- _DIRECTIONS FOR THIS TASK_
Repeat the records below line by line, exactly, finishing on the line that contains "the first wins.".

[Stored data]
-.-.-

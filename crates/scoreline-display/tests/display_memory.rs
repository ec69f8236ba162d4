//! Integration tests for the display memory layer
//!
//! All tests run against the virtual provider; the PRU path needs the real
//! peripheral and is exercised on-device. The buffer contract (sizing,
//! zeroing, pointer stability, write-through) is identical across providers
//! by construction.

use scoreline_display::{DisplayMapper, DisplayMemory};
use scoreline_tracing::{init_global_tracing, TracingConfig};

fn init_tracing() {
    // Several tests race to install the subscriber; only the first wins.
    let _ = init_global_tracing(&TracingConfig::for_ci());
}

unsafe fn read_at(mapper: &DisplayMapper, offset: usize) -> u8 {
    mapper.get().as_ptr().add(offset).read()
}

unsafe fn write_at(mapper: &DisplayMapper, offset: usize, value: u8) {
    mapper.get().as_ptr().add(offset).write(value);
}

#[test]
fn buffer_is_zeroed_and_sized_with_control_byte() {
    init_tracing();
    let mapper = DisplayMapper::new(256, false).unwrap();
    assert_eq!(mapper.size_bytes(), 257);

    for offset in 0..257 {
        assert_eq!(unsafe { read_at(&mapper, offset) }, 0, "offset {offset} not zeroed");
    }
}

#[test]
fn pointer_is_stable_across_calls() {
    init_tracing();
    let mapper = DisplayMapper::new(64, false).unwrap();
    assert_eq!(mapper.get(), mapper.get());
}

#[test]
fn writes_read_back_at_every_offset() {
    init_tracing();
    let mapper = DisplayMapper::new(32, false).unwrap();

    for offset in 0..mapper.size_bytes() {
        unsafe { write_at(&mapper, offset, offset as u8 ^ 0x5A) };
    }
    for offset in 0..mapper.size_bytes() {
        assert_eq!(unsafe { read_at(&mapper, offset) }, offset as u8 ^ 0x5A);
    }
}

#[test]
fn control_byte_round_trips_without_touching_content() {
    init_tracing();
    let mapper = DisplayMapper::new(256, false).unwrap();

    unsafe { write_at(&mapper, 256, 0xFF) };
    assert_eq!(unsafe { read_at(&mapper, 256) }, 0xFF);

    // Display content stays zero until written
    for offset in 0..256 {
        assert_eq!(unsafe { read_at(&mapper, offset) }, 0);
    }
}

#[test]
fn sequential_mappers_are_independent() {
    init_tracing();

    let first = DisplayMapper::new(64, false).unwrap();
    unsafe { write_at(&first, 0, 0x11) };
    drop(first);

    let second = DisplayMapper::new(128, false).unwrap();
    assert_eq!(second.size_bytes(), 129);
    for offset in 0..129 {
        assert_eq!(unsafe { read_at(&second, offset) }, 0, "offset {offset} contaminated");
    }
}

#[test]
fn zero_display_size_yields_the_control_byte_only() {
    init_tracing();
    let mapper = DisplayMapper::new(0, false).unwrap();
    assert_eq!(mapper.size_bytes(), 1);

    unsafe { write_at(&mapper, 0, 0x7E) };
    assert_eq!(unsafe { read_at(&mapper, 0) }, 0x7E);
}

#[cfg(not(feature = "pru"))]
#[test]
#[should_panic(expected = "without the `pru` feature")]
fn hardware_flag_rejected_on_host_builds() {
    init_tracing();
    let _ = DisplayMapper::new(256, true);
}
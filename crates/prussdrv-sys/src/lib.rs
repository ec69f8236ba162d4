//! Raw FFI bindings to the TI PRUSS userspace driver (`libprussdrv`).
//!
//! Declarations mirror `prussdrv.h` and `pruss_intc_mapping.h` from the
//! am335x_pru_package. Only the surface the scoreboard display layer uses is
//! bound, plus the enable/disable pair so the deliberate decision *not* to
//! disable the PRU at teardown is made against a bound symbol, not a missing
//! one.
//!
//! All functions return `0` on success and a non-zero value on failure, per
//! the C library's convention. Nothing here is safe to call without a PRUSS
//! present; the `scoreline-display` crate wraps this behind its `pru`
//! feature.

#![allow(non_camel_case_types)]

use libc::{c_char, c_int, c_short, c_uint, c_void};

// ================================================================================================
// Host interrupts and memory regions (prussdrv.h)
// ================================================================================================

pub const PRU_EVTOUT_0: c_uint = 0;
pub const PRU_EVTOUT_1: c_uint = 1;

pub const PRUSS0_PRU0_DATARAM: c_uint = 0;
pub const PRUSS0_PRU1_DATARAM: c_uint = 1;
pub const PRUSS0_PRU0_IRAM: c_uint = 2;
pub const PRUSS0_PRU1_IRAM: c_uint = 3;
pub const PRUSS0_SHARED_DATARAM: c_uint = 4;

// ================================================================================================
// Interrupt controller mapping (pruss_intc_mapping.h)
// ================================================================================================

pub const NUM_PRU_SYS_EVTS: usize = 64;
pub const NUM_PRU_CHANNELS: usize = 10;

// System events
pub const PRU0_PRU1_INTERRUPT: c_short = 17;
pub const PRU1_PRU0_INTERRUPT: c_short = 18;
pub const PRU0_ARM_INTERRUPT: c_short = 19;
pub const PRU1_ARM_INTERRUPT: c_short = 20;
pub const ARM_PRU0_INTERRUPT: c_short = 21;
pub const ARM_PRU1_INTERRUPT: c_short = 22;

// Channels
pub const CHANNEL0: c_short = 0;
pub const CHANNEL1: c_short = 1;
pub const CHANNEL2: c_short = 2;
pub const CHANNEL3: c_short = 3;

// Hosts
pub const PRU0: c_short = 0;
pub const PRU1: c_short = 1;
pub const PRU_EVTOUT0: c_short = 2;
pub const PRU_EVTOUT1: c_short = 3;

pub const PRU0_HOSTEN_MASK: c_uint = 0x0001;
pub const PRU1_HOSTEN_MASK: c_uint = 0x0002;
pub const PRU_EVTOUT0_HOSTEN_MASK: c_uint = 0x0004;
pub const PRU_EVTOUT1_HOSTEN_MASK: c_uint = 0x0008;

/// System event to channel routing entry.
#[repr(C)]
#[derive(Clone, Copy, Debug, PartialEq, Eq)]
pub struct tsysevt_to_channel_map {
    pub sysevt: c_short,
    pub channel: c_short,
}

/// Channel to host interrupt routing entry.
#[repr(C)]
#[derive(Clone, Copy, Debug, PartialEq, Eq)]
pub struct tchannel_to_host_map {
    pub channel: c_short,
    pub host: c_short,
}

/// Interrupt controller initialization table, laid out exactly as the C
/// `tpruss_intc_initdata` struct expected by `prussdrv_pruintc_init`.
///
/// Entry lists are `-1`-terminated; unused tail entries are zero, matching
/// C aggregate initialization.
#[repr(C)]
#[derive(Clone, Copy)]
pub struct tpruss_intc_initdata {
    pub sysevts_enabled: [c_char; NUM_PRU_SYS_EVTS],
    pub sysevt_to_channel_map: [tsysevt_to_channel_map; NUM_PRU_SYS_EVTS],
    pub channel_to_host_map: [tchannel_to_host_map; NUM_PRU_CHANNELS],
    pub host_enable_bitmask: c_uint,
}

/// The stock `PRUSS_INTC_INITDATA` routing table from
/// `pruss_intc_mapping.h`: PRU-to-PRU events on channels 0/1, PRU-to-ARM
/// events on channels 2/3 mapped to the EVTOUT hosts, all four hosts
/// enabled.
pub const PRUSS_INTC_INITDATA: tpruss_intc_initdata = {
    let mut sysevts_enabled = [0 as c_char; NUM_PRU_SYS_EVTS];
    sysevts_enabled[0] = PRU0_PRU1_INTERRUPT as c_char;
    sysevts_enabled[1] = PRU1_PRU0_INTERRUPT as c_char;
    sysevts_enabled[2] = PRU0_ARM_INTERRUPT as c_char;
    sysevts_enabled[3] = PRU1_ARM_INTERRUPT as c_char;
    sysevts_enabled[4] = ARM_PRU0_INTERRUPT as c_char;
    sysevts_enabled[5] = ARM_PRU1_INTERRUPT as c_char;
    sysevts_enabled[6] = -1i8 as c_char;

    let mut sysevt_to_channel_map = [tsysevt_to_channel_map { sysevt: 0, channel: 0 }; NUM_PRU_SYS_EVTS];
    sysevt_to_channel_map[0] = tsysevt_to_channel_map {
        sysevt: PRU0_PRU1_INTERRUPT,
        channel: CHANNEL1,
    };
    sysevt_to_channel_map[1] = tsysevt_to_channel_map {
        sysevt: PRU1_PRU0_INTERRUPT,
        channel: CHANNEL0,
    };
    sysevt_to_channel_map[2] = tsysevt_to_channel_map {
        sysevt: PRU0_ARM_INTERRUPT,
        channel: CHANNEL2,
    };
    sysevt_to_channel_map[3] = tsysevt_to_channel_map {
        sysevt: PRU1_ARM_INTERRUPT,
        channel: CHANNEL3,
    };
    sysevt_to_channel_map[4] = tsysevt_to_channel_map {
        sysevt: ARM_PRU0_INTERRUPT,
        channel: CHANNEL0,
    };
    sysevt_to_channel_map[5] = tsysevt_to_channel_map {
        sysevt: ARM_PRU1_INTERRUPT,
        channel: CHANNEL1,
    };
    sysevt_to_channel_map[6] = tsysevt_to_channel_map { sysevt: -1, channel: -1 };

    let mut channel_to_host_map = [tchannel_to_host_map { channel: 0, host: 0 }; NUM_PRU_CHANNELS];
    channel_to_host_map[0] = tchannel_to_host_map {
        channel: CHANNEL0,
        host: PRU0,
    };
    channel_to_host_map[1] = tchannel_to_host_map {
        channel: CHANNEL1,
        host: PRU1,
    };
    channel_to_host_map[2] = tchannel_to_host_map {
        channel: CHANNEL2,
        host: PRU_EVTOUT0,
    };
    channel_to_host_map[3] = tchannel_to_host_map {
        channel: CHANNEL3,
        host: PRU_EVTOUT1,
    };
    channel_to_host_map[4] = tchannel_to_host_map { channel: -1, host: -1 };

    tpruss_intc_initdata {
        sysevts_enabled,
        sysevt_to_channel_map,
        channel_to_host_map,
        host_enable_bitmask: PRU0_HOSTEN_MASK | PRU1_HOSTEN_MASK | PRU_EVTOUT0_HOSTEN_MASK | PRU_EVTOUT1_HOSTEN_MASK,
    }
};

// ================================================================================================
// Driver entry points (prussdrv.h)
// ================================================================================================

extern "C" {
    /// Process-wide driver initialization. Must precede every other call.
    pub fn prussdrv_init() -> c_int;

    /// Release the process-wide driver binding.
    pub fn prussdrv_exit() -> c_int;

    /// Open the uio device backing `host_interrupt` (`PRU_EVTOUT_*`).
    pub fn prussdrv_open(host_interrupt: c_uint) -> c_int;

    /// Map the PRUSS memory region `pru_ram_id` (`PRUSS0_*`) into the
    /// process address space, storing the base pointer in `address`.
    pub fn prussdrv_map_prumem(pru_ram_id: c_uint, address: *mut *mut c_void) -> c_int;

    /// File descriptor of the event device opened for `host_interrupt`, or
    /// `-1` if none is open.
    pub fn prussdrv_pru_event_fd(host_interrupt: c_uint) -> c_int;

    /// Program the PRUSS interrupt controller from `initdata`.
    pub fn prussdrv_pruintc_init(initdata: *const tpruss_intc_initdata) -> c_int;

    /// Load a firmware data image from `filename` into PRU `prunum`'s data
    /// RAM.
    pub fn prussdrv_load_datafile(prunum: c_int, filename: *const c_char) -> c_int;

    /// Load a firmware program image from `filename` into PRU `prunum`'s
    /// instruction RAM and start it.
    pub fn prussdrv_exec_program(prunum: c_int, filename: *const c_char) -> c_int;

    /// Start PRU `prunum` executing from instruction 0.
    pub fn prussdrv_pru_enable(prunum: c_uint) -> c_int;

    /// Halt PRU `prunum`. The display layer deliberately never calls this at
    /// teardown; see `scoreline-display`.
    pub fn prussdrv_pru_disable(prunum: c_uint) -> c_int;
}

#[cfg(test)]
mod tests {
    use super::*;
    use std::mem::{align_of, size_of};

    #[test]
    fn intc_initdata_matches_c_layout() {
        // char[64] + 64 shorts pairs + 10 short pairs + u32, no padding
        assert_eq!(size_of::<tsysevt_to_channel_map>(), 4);
        assert_eq!(size_of::<tchannel_to_host_map>(), 4);
        assert_eq!(size_of::<tpruss_intc_initdata>(), 64 + 64 * 4 + 10 * 4 + 4);
        assert_eq!(align_of::<tpruss_intc_initdata>(), 4);
    }

    #[test]
    fn stock_initdata_routing() {
        let init = PRUSS_INTC_INITDATA;

        // Six events enabled, -1 terminated, zero tail
        assert_eq!(init.sysevts_enabled[5], ARM_PRU1_INTERRUPT as c_char);
        assert_eq!(init.sysevts_enabled[6], -1i8 as c_char);
        assert_eq!(init.sysevts_enabled[7], 0);

        // ARM-visible events land on the EVTOUT hosts
        assert_eq!(
            init.sysevt_to_channel_map[2],
            tsysevt_to_channel_map {
                sysevt: PRU0_ARM_INTERRUPT,
                channel: CHANNEL2,
            }
        );
        assert_eq!(
            init.channel_to_host_map[3],
            tchannel_to_host_map {
                channel: CHANNEL3,
                host: PRU_EVTOUT1,
            }
        );
        assert_eq!(init.channel_to_host_map[4], tchannel_to_host_map { channel: -1, host: -1 });

        assert_eq!(init.host_enable_bitmask, 0x000F);
    }
}
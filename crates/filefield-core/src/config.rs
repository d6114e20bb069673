//! Configuration module
//!
//! [`FieldOptions`] is the raw, serde-friendly declaration of an upload column as it
//! appears in a schema file or the environment. [`FieldConfig`] is the checked form:
//! its directory exists, is writable, and is stored with forward slashes and exactly
//! one trailing separator.

use std::collections::BTreeSet;
use std::fs;
use std::path::{Path, PathBuf};

use serde::{Deserialize, Serialize};

use crate::error::ConfigError;

const WRITE_CHECK_PREFIX: &str = ".filefield-write-check-";

/// Raw upload field options
#[derive(Debug, Clone, PartialEq, Eq, Serialize, Deserialize)]
#[serde(default)]
pub struct FieldOptions {
    /// Directory uploaded files are saved in
    pub path: Option<String>,
    /// Whether the previous file is removed when a new one is persisted
    pub delete_old_file: bool,
    /// Allowed MIME types (`image/png`, `image/*`) or bare extensions (`png`)
    #[serde(alias = "types")]
    pub allowed_types: Vec<String>,
    /// Column default; a file with this name is never garbage collected
    pub default: Option<String>,
}

impl Default for FieldOptions {
    fn default() -> Self {
        Self {
            path: None,
            delete_old_file: true,
            allowed_types: Vec::new(),
            default: None,
        }
    }
}

impl FieldOptions {
    /// Parse options from a JSON document
    pub fn from_json(json: &str) -> Result<Self, ConfigError> {
        Ok(serde_json::from_str(json)?)
    }

    /// Load options from `{PREFIX}PATH`, `{PREFIX}DELETE_OLD_FILE`,
    /// `{PREFIX}ALLOWED_TYPES` (comma separated) and `{PREFIX}DEFAULT`.
    pub fn from_env(prefix: &str) -> Result<Self, ConfigError> {
        dotenvy::dotenv().ok();
        Ok(envy::prefixed(prefix).from_env::<FieldOptions>()?)
    }
}

/// Checked configuration of an upload column
#[derive(Debug, Clone)]
pub struct FieldConfig {
    path: String,
    dir: PathBuf,
    delete_old_file: bool,
    allowed_types: BTreeSet<String>,
    default: Option<String>,
}

impl FieldConfig {
    /// Validate raw options. Fails when the directory is missing, is not a
    /// directory, or cannot be written to.
    pub fn from_options(options: FieldOptions) -> Result<Self, ConfigError> {
        let raw = options.path.as_deref().unwrap_or_default();
        let (dir, path) = check_path(raw)?;

        let allowed_types = options
            .allowed_types
            .iter()
            .map(|t| t.trim().to_lowercase())
            .filter(|t| !t.is_empty())
            .collect();

        tracing::debug!(
            path = %path,
            delete_old_file = options.delete_old_file,
            "Upload field configured"
        );

        Ok(FieldConfig {
            path,
            dir,
            delete_old_file: options.delete_old_file,
            allowed_types,
            default: options.default,
        })
    }

    pub fn builder(path: impl Into<String>) -> FieldConfigBuilder {
        FieldConfigBuilder {
            options: FieldOptions {
                path: Some(path.into()),
                ..FieldOptions::default()
            },
        }
    }

    /// Normalized directory, forward slashes, single trailing `/`
    pub fn path(&self) -> &str {
        &self.path
    }

    /// Canonical directory as a filesystem path
    pub fn dir(&self) -> &Path {
        &self.dir
    }

    pub fn delete_old_file(&self) -> bool {
        self.delete_old_file
    }

    /// Lowercased allowlist; empty means every type is accepted
    pub fn allowed_types(&self) -> &BTreeSet<String> {
        &self.allowed_types
    }

    pub fn default_value(&self) -> Option<&str> {
        self.default.as_deref()
    }
}

/// Builder for [`FieldConfig`]
#[derive(Debug, Clone)]
pub struct FieldConfigBuilder {
    options: FieldOptions,
}

impl FieldConfigBuilder {
    pub fn delete_old_file(mut self, delete: bool) -> Self {
        self.options.delete_old_file = delete;
        self
    }

    pub fn allow_type(mut self, ty: impl Into<String>) -> Self {
        self.options.allowed_types.push(ty.into());
        self
    }

    pub fn allowed_types<I, S>(mut self, types: I) -> Self
    where
        I: IntoIterator<Item = S>,
        S: Into<String>,
    {
        self.options
            .allowed_types
            .extend(types.into_iter().map(Into::into));
        self
    }

    pub fn default_value(mut self, default: impl Into<String>) -> Self {
        self.options.default = Some(default.into());
        self
    }

    pub fn build(self) -> Result<FieldConfig, ConfigError> {
        FieldConfig::from_options(self.options)
    }
}

/// Resolve `raw` to a canonical writable directory and its normalized string form.
fn check_path(raw: &str) -> Result<(PathBuf, String), ConfigError> {
    if raw.trim().is_empty() {
        return Err(ConfigError::MissingPath);
    }

    let dir = fs::canonicalize(raw).map_err(|source| ConfigError::NotFound {
        path: PathBuf::from(raw),
        source,
    })?;

    if !dir.is_dir() {
        return Err(ConfigError::NotADirectory(dir));
    }

    // Permission bits lie for root and ACLs; creating a file is the only reliable check.
    tempfile::Builder::new()
        .prefix(WRITE_CHECK_PREFIX)
        .tempfile_in(&dir)
        .map_err(|source| ConfigError::NotWritable {
            path: dir.clone(),
            source,
        })?;

    let path = normalize_dir(&dir.to_string_lossy());
    Ok((dir, path))
}

/// Forward slashes and exactly one trailing separator.
pub fn normalize_dir(path: &str) -> String {
    let path = path.replace('\\', "/");
    format!("{}/", path.trim_end_matches('/'))
}

#[cfg(test)]
mod tests {
    use super::*;
    use tempfile::tempdir;

    #[test]
    fn test_normalize_dir() {
        assert_eq!(normalize_dir("/var/uploads"), "/var/uploads/");
        assert_eq!(normalize_dir("/var/uploads///"), "/var/uploads/");
        assert_eq!(normalize_dir("C:\\data\\uploads\\"), "C:/data/uploads/");
        assert_eq!(normalize_dir("/"), "/");
    }

    #[test]
    fn test_config_from_writable_dir() {
        let dir = tempdir().unwrap();
        let config = FieldConfig::builder(dir.path().to_string_lossy())
            .allow_type(" Image/PNG ")
            .default_value("placeholder.png")
            .build()
            .unwrap();

        assert!(config.path().ends_with('/'));
        assert!(!config.path().ends_with("//"));
        assert!(!config.path().contains('\\'));
        assert!(config.delete_old_file());
        assert!(config.allowed_types().contains("image/png"));
        assert_eq!(config.default_value(), Some("placeholder.png"));

        // The write check must not leave anything behind
        assert_eq!(std::fs::read_dir(dir.path()).unwrap().count(), 0);
    }

    #[test]
    fn test_trailing_separator_input() {
        let dir = tempdir().unwrap();
        let raw = format!("{}/", dir.path().display());
        let config = FieldConfig::builder(raw).build().unwrap();
        assert!(config.path().ends_with('/'));
        assert!(!config.path().ends_with("//"));
    }

    #[test]
    fn test_missing_path() {
        let result = FieldConfig::from_options(FieldOptions::default());
        assert!(matches!(result, Err(ConfigError::MissingPath)));

        let result = FieldConfig::builder("   ").build();
        assert!(matches!(result, Err(ConfigError::MissingPath)));
    }

    #[test]
    fn test_nonexistent_path() {
        let dir = tempdir().unwrap();
        let missing = dir.path().join("does-not-exist");
        let result = FieldConfig::builder(missing.to_string_lossy()).build();
        assert!(matches!(result, Err(ConfigError::NotFound { .. })));
    }

    #[test]
    fn test_file_is_not_a_directory() {
        let dir = tempdir().unwrap();
        let file = dir.path().join("plain.txt");
        std::fs::write(&file, b"x").unwrap();
        let result = FieldConfig::builder(file.to_string_lossy()).build();
        assert!(matches!(result, Err(ConfigError::NotADirectory(_))));
    }

    #[test]
    fn test_options_from_json() {
        let options = FieldOptions::from_json(
            r#"{"path": "/srv/uploads", "types": ["image/png", "jpg"], "default": "none.png"}"#,
        )
        .unwrap();

        assert_eq!(options.path.as_deref(), Some("/srv/uploads"));
        assert!(options.delete_old_file);
        assert_eq!(options.allowed_types, vec!["image/png", "jpg"]);
        assert_eq!(options.default.as_deref(), Some("none.png"));
    }

    #[test]
    fn test_options_from_invalid_json() {
        let result = FieldOptions::from_json(r#"{"delete_old_file": "maybe"}"#);
        assert!(matches!(result, Err(ConfigError::InvalidOptions(_))));
    }
}
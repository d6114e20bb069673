//! Read-only view of the model being validated

use std::collections::HashMap;

/// What a field hook may ask about the record under validation
pub trait Record: Send + Sync {
    /// Column value as it was loaded from storage, before this submission's changes
    fn original(&self, column: &str) -> Option<&str>;

    /// Whether the record was loaded from storage (an update) rather than being new
    fn loaded(&self) -> bool;
}

/// In-memory record state
#[derive(Debug, Clone, Default)]
pub struct RecordState {
    original: HashMap<String, String>,
    loaded: bool,
}

impl RecordState {
    /// A record that has never been persisted
    pub fn new() -> Self {
        Self::default()
    }

    /// A record loaded from storage with the given column values
    pub fn loaded<I, K, V>(values: I) -> Self
    where
        I: IntoIterator<Item = (K, V)>,
        K: Into<String>,
        V: Into<String>,
    {
        Self {
            original: values
                .into_iter()
                .map(|(k, v)| (k.into(), v.into()))
                .collect(),
            loaded: true,
        }
    }
}

impl Record for RecordState {
    fn original(&self, column: &str) -> Option<&str> {
        self.original.get(column).map(String::as_str)
    }

    fn loaded(&self) -> bool {
        self.loaded
    }
}
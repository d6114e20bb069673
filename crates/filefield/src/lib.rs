//! Filefield
//!
//! A file upload column for ORM models. When a record is validated the field checks
//! the submitted file's type, sanitizes its name, moves it into the configured
//! directory and removes the file it replaces. The filename relative to that
//! directory is what ends up stored in the column.
//!
//! ```no_run
//! # async fn run() -> Result<(), Box<dyn std::error::Error>> {
//! use filefield::{Pipeline, UploadField, Validation, RecordState, FieldConfig};
//! use std::collections::HashMap;
//! use std::sync::Arc;
//!
//! let config = FieldConfig::builder("/srv/uploads")
//!     .allow_type("image/png")
//!     .default_value("placeholder.png")
//!     .build()?;
//!
//! let mut pipeline = Pipeline::new();
//! pipeline.push(Arc::new(UploadField::new("avatar", config)));
//!
//! let record = RecordState::loaded([("avatar", "old.png")]);
//! let mut validation = Validation::new();
//! let submission = pipeline.validate(&mut validation, &record).await;
//!
//! let mut values = HashMap::from([("avatar".to_string(), "old.png".to_string())]);
//! pipeline.save(&submission, &mut values, &record);
//! # Ok(())
//! # }
//! ```

pub mod field;
pub mod pipeline;
pub mod sanitize;
pub mod types;

pub use field::{PersistedFilename, UploadField, UploadOutcome};
pub use pipeline::{FieldOutcome, Pipeline, Submission, ValidatableField, ValidationStage};
pub use sanitize::sanitize_filename;

pub use filefield_core::{
    ConfigError, FieldConfig, FieldInput, FieldOptions, Record, RecordState, UploadErrorCode,
    UploadPayload, Validation, ValidationErrors,
};
pub use filefield_storage::{LocalUploadStore, NamingPolicy, StorageError, UploadStore};
//! Allowed-type checks for submitted files

use std::collections::BTreeSet;

use filefield_core::UploadPayload;

/// Lowercased media type of a `Content-Type` value, with anything after `;` dropped.
fn normalize_mime_type(content_type: &str) -> String {
    content_type
        .split(';')
        .next()
        .unwrap_or(content_type)
        .trim()
        .to_lowercase()
}

/// Whether `payload` matches the allowlist.
///
/// Entries containing `/` are MIME types (`image/*` accepts any image subtype); other
/// entries are file extensions checked against the original filename. An empty list
/// accepts everything. `allowed` must already be lowercased.
pub fn is_allowed(allowed: &BTreeSet<String>, payload: &UploadPayload) -> bool {
    if allowed.is_empty() {
        return true;
    }

    let mime = normalize_mime_type(&payload.content_type);
    let extension = payload.extension();

    allowed.iter().any(|entry| match entry.split_once('/') {
        Some((top, "*")) => mime
            .split_once('/')
            .is_some_and(|(mime_top, _)| mime_top == top),
        Some(_) => *entry == mime,
        None => extension.as_deref() == Some(entry.trim_start_matches('.')),
    })
}
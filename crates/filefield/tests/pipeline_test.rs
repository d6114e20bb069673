mod helpers;

use async_trait::async_trait;
use filefield::{
    FieldOutcome, Pipeline, Record, RecordState, UploadField, ValidatableField, Validation,
};
use helpers::Fixture;
use std::collections::HashMap;
use std::sync::Arc;

/// Plain text column that must not be blank
struct RequiredText {
    column: &'static str,
}

#[async_trait]
impl ValidatableField for RequiredText {
    fn column(&self) -> &str {
        self.column
    }

    async fn validate(&self, validation: &mut Validation, _record: &dyn Record) -> FieldOutcome {
        let value = validation
            .get(self.column)
            .and_then(|input| input.as_text())
            .map(str::trim)
            .unwrap_or_default()
            .to_string();

        if value.is_empty() {
            validation.error(self.column, "not_empty");
            return FieldOutcome::Rejected("not_empty");
        }
        FieldOutcome::Staged(value)
    }
}

fn pipeline(fixture: &Fixture) -> Pipeline {
    // Upload declared first on purpose: it must still run after the rules
    Pipeline::new()
        .with_field(Arc::new(UploadField::new("photo", fixture.config())))
        .with_field(Arc::new(RequiredText { column: "title" }))
}

#[tokio::test]
async fn test_rule_failure_blocks_upload() {
    let fixture = Fixture::new();
    let old = fixture.existing("old.png");
    let pipeline = pipeline(&fixture);
    let record = RecordState::loaded([("photo", "old.png"), ("title", "Old")]);

    let mut validation = Validation::new()
        .with_input("title", "   ")
        .with_input("photo", fixture.payload("New.png", "image/png", b"png"));

    let submission = pipeline.validate(&mut validation, &record).await;

    assert_eq!(
        submission.outcome("title"),
        Some(&FieldOutcome::Rejected("not_empty"))
    );
    assert_eq!(submission.outcome("photo"), Some(&FieldOutcome::Skipped));
    assert_eq!(validation.errors().len(), 1);
    assert!(old.exists());
    assert_eq!(fixture.upload_count(), 1);
}

#[tokio::test]
async fn test_validate_then_save() {
    let fixture = Fixture::new();
    let old = fixture.existing("old.png");
    let pipeline = pipeline(&fixture);
    let record = RecordState::loaded([("photo", "old.png"), ("title", "Old")]);

    let mut validation = Validation::new()
        .with_input("title", "New title")
        .with_input("photo", fixture.payload("Holiday Pic.PNG", "image/png", b"png"));

    let submission = pipeline.validate(&mut validation, &record).await;
    assert!(!validation.has_errors());

    let mut values = HashMap::from([
        ("photo".to_string(), "old.png".to_string()),
        ("title".to_string(), "Old".to_string()),
    ]);
    pipeline.save(&submission, &mut values, &record);

    assert_eq!(values["photo"], "holiday-pic.png");
    assert_eq!(values["title"], "New title");
    assert!(!old.exists());
}

#[tokio::test]
async fn test_submissions_are_independent() {
    let fixture = Fixture::new();
    let pipeline = pipeline(&fixture);
    let record = RecordState::loaded([("photo", "keep.png")]);

    let mut with_file = Validation::new()
        .with_input("title", "One")
        .with_input("photo", fixture.payload("one.png", "image/png", b"1"));
    let first = pipeline.validate(&mut with_file, &record).await;
    assert_eq!(first.staged("photo"), Some("one.png"));

    // A later submission without a file must not pick up the earlier filename
    let mut without_file = Validation::new().with_input("title", "Two");
    let second = pipeline.validate(&mut without_file, &record).await;

    let mut values = HashMap::from([("photo".to_string(), "keep.png".to_string())]);
    pipeline.save(&second, &mut values, &record);
    assert_eq!(values["photo"], "keep.png");
}

#[tokio::test]
async fn test_error_messages() {
    let fixture = Fixture::new();
    let config = filefield::FieldConfig::builder(fixture.uploads.path().to_string_lossy())
        .allow_type("image/*")
        .build()
        .unwrap();
    let pipeline = Pipeline::new().with_field(Arc::new(UploadField::new("photo", config)));

    let mut validation = Validation::new()
        .with_input("photo", fixture.payload("clip.mp4", "video/mp4", b"mp4"));
    pipeline.validate(&mut validation, &RecordState::new()).await;

    let messages = validation.errors().messages();
    assert_eq!(
        messages,
        vec![(
            "photo".to_string(),
            "photo must be one of the allowed file types".to_string()
        )]
    );
}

-.-.-

- _SOLUTION TO THE EXERCISE_
filename crates/scoreline-display/tests/display_memory.rs
repository ec69f8236ba162d4
//! Integration tests for the display memory layer
//!
//! All tests run against the virtual provider; the PRU path needs the real
//! peripheral and is exercised on-device. The buffer contract (sizing,
//! zeroing, pointer stability, write-through) is identical across providers
//! by construction.

use scoreline_display::{DisplayMapper, DisplayMemory};
use scoreline_tracing::{init_global_tracing, TracingConfig};

fn init_tracing() {
    // Several tests race to install the subscriber; only the first wins.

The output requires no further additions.